In early November, Davis completed sketch work on the middle and eastern sections of the mural. Earlier this week, Davis said he had intended to finish the entire mural by the end of this year under an oral agreement with the town and gallery.
“My plan was to have the community out this weekend (to help with the mural),” explained Davis. “I had lined up 10 people to come out. But (Hooper) asked me, as an act of good faith, to not do anything to the mural until I had signed a contract (spelling out terms of completion).”

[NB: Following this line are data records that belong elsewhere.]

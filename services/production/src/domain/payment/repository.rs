//! 工资记录仓储接口

use async_trait::async_trait;
use oleema_errors::AppResult;

use super::payment::{Payment, PaymentPeriod};
use crate::domain::employee::EmployeeId;

/// 工资记录仓储接口
#[async_trait]
pub trait PaymentRepository: Send + Sync {
    /// 按 (员工, 年, 月) 插入或覆盖，返回存储后的记录
    async fn upsert(&self, payment: &Payment) -> AppResult<Payment>;

    async fn find(
        &self,
        employee_id: &EmployeeId,
        period: &PaymentPeriod,
    ) -> AppResult<Option<Payment>>;

    async fn count_by_employee(&self, employee_id: &EmployeeId) -> AppResult<i64>;
}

Sketches of Wilkes Countians on the left half of the wall that Davis says he will complete include Capt. George Allen Gilreath, who is purported to have advanced the farthest during Pickett’s charge during the Civil War Battle of Gettysburg; a noose representing the fate of Tom Dula, hanged for murder after the Civil War; Judith Williams Barber, former slave and matriarch of a large local family; James Larkin Pearson, N.C. poet laureate from 1953-1981; and Otto Wood, an infamous outlaw in the Depression era who was known for his jail escapes. It also includes a depiction of the Flood of 1916 and moonshiners.

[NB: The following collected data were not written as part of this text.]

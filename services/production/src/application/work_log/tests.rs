use std::sync::Arc;
use std::time::Duration;

use oleema_common::{Pagination, TrailingWindow};
use oleema_errors::AppError;
use oleema_ports::CachePort;

use super::*;
use crate::application::overage::{OverageLedger, OverageRecord};
use crate::application::session::SessionId;
use crate::application::staging::{CachePendingWorkLogStore, PendingWorkLogStore};
use crate::domain::order::OrderStatus;
use crate::domain::overage::OverageStatus;
use crate::domain::work_log::{WorkLog, WorkLogFilter};
use crate::infrastructure::cache::MemoryCache;
use crate::test_support::{Fixture, MemoryStore};

struct Harness {
    store: MemoryStore,
    staging: Arc<dyn PendingWorkLogStore>,
    handler: WorkLogCommandHandler,
}

fn harness() -> Harness {
    let store = MemoryStore::new();
    let cache: Arc<dyn CachePort> = Arc::new(MemoryCache::new(100));
    let staging: Arc<dyn PendingWorkLogStore> =
        Arc::new(CachePendingWorkLogStore::new(cache, Duration::from_secs(600)));
    let handler = WorkLogCommandHandler::new(store.factory(), staging.clone());
    Harness {
        store,
        staging,
        handler,
    }
}

async fn persisted(h: &Harness, session: &SessionId, fx: &Fixture, quantity: i32) -> WorkLog {
    match h.handler.submit(session, fx.form(quantity)).await.unwrap() {
        SubmitOutcome::Persisted(log) => log,
        other => panic!("expected persisted, got {:?}", other),
    }
}

#[tokio::test]
async fn test_within_target_is_persisted_and_starts_order() {
    let h = harness();
    let fx = Fixture::seed(&h.store, 100).await;
    let session = SessionId::generate();

    let log = persisted(&h, &session, &fx, 40).await;

    assert_eq!(log.quantity, 40);
    assert_eq!(h.store.work_log_count(), 1);
    assert_eq!(
        h.store.order(fx.order.id).unwrap().status,
        OrderStatus::InProgress
    );
    assert!(h.handler.pending(&session).await.unwrap().is_none());
}

#[tokio::test]
async fn test_reaching_target_exactly_is_not_an_overage() {
    let h = harness();
    let fx = Fixture::seed(&h.store, 100).await;
    let session = SessionId::generate();

    persisted(&h, &session, &fx, 60).await;
    persisted(&h, &session, &fx, 40).await;

    assert_eq!(h.store.pending_count(fx.order.id, fx.process.id), 0);
}
//! telemetry - 可观测性库

use metrics_exporter_prometheus::{BuildError, PrometheusBuilder, PrometheusHandle};
use tracing_subscriber::{EnvFilter, layer::SubscriberExt, util::SubscriberInitExt};

fn env_filter(log_level: &str) -> EnvFilter {
    EnvFilter::try_from_default_env().unwrap_or_else(|_| EnvFilter::new(log_level))
}

/// 初始化 tracing
pub fn init_tracing(log_level: &str) {
    let _ = tracing_subscriber::registry()
        .with(env_filter(log_level))
        .with(tracing_subscriber::fmt::layer())
        .try_init();
}

/// 初始化 JSON 格式的 tracing（生产环境）
pub fn init_tracing_json(log_level: &str) {
    let _ = tracing_subscriber::registry()
        .with(env_filter(log_level))
        .with(tracing_subscriber::fmt::layer().json())
        .try_init();
}

/// 初始化 Prometheus metrics
pub fn init_metrics() -> Result<PrometheusHandle, BuildError> {
    PrometheusBuilder::new().install_recorder()
}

Other sketches on the right half of the wall may be painted over or completed by artists other than Davis, but those he planned include Major Larry Bauguess, killed in Pakistan in 2007. Davis said that to paint over the Bauguess sketch would be disrespectful.
Depicted in other sketches on the right half are musician Doc Watson; Lowe’s Companies Inc. logo; Wade Harris Bridge in western Wilkes, bypassed when U.S. 421 was widened to four lanes; Wilkes Community College; stock cars driven by Benny Parsons and Junior Johnson; and comedian and actor Zach Galifianakis.
Wilkes Art Gallery Executive Director Ashley Barton said in October that the concept at that point for completing the mural was to divide it into three manageable sections, with the gallery funding and facilitating completion of one.
Barton said, “Public art is transformative. It not only changes a physical space, but becomes a community centerpiece. We believe that this project will have a positive impact on Wilkes County.”
The gallery received four proposals from prospective mural artists before the window for entries closed on Nov. 1.
The commissioners approved hiring Davis to paint the mural in April 2016, but he said this didn’t include a signed contract.
Town board minutes show it was approved as a $20,000 project in April 2016, with $4,000 apiece from the town and the Wilkes Art Gallery in 2016 and 2017 for a total of $16,000. Funding was also to include a Downtown North Wilkesboro Partnership grant of $2,000 in 2016 and 2017 for a total of $4,000.
Minutes say the Cultural Arts Council possibly was going to contribute $2,000 in 2017, and the town was going to assist with wall preparation, pressure washing/priming and use of a lift truck.
Davis worked on the mural in the summers of 2016 and 2017. He designed the mural and worked with honors art students from Wilkes Central, West Wilkes and East Wilkes high schools in sketching and painting the mural in June 2016 and June 2017.
“The (gallery) also made an in-kind contribution of paint and supplies, some of which we’ll try to use again this time around,” said Hooper.
Davis completed work on the left or western end of the wall that depicts elements from the late 1700s such as Catawba and Cherokee Indians; Wilkes County namesake John Wilkes, an English politician who supported American independence; and frontiersman Daniel Boone.
It’s not certain if a rectangular sign with the inscription “Greetings from North Wilkesboro,” similar to popular postcard designs, will be painted on the eastern end of the wall as planned. A recap of historic events throughout the town’s history was planned inside the letters of “North Wilkesboro.”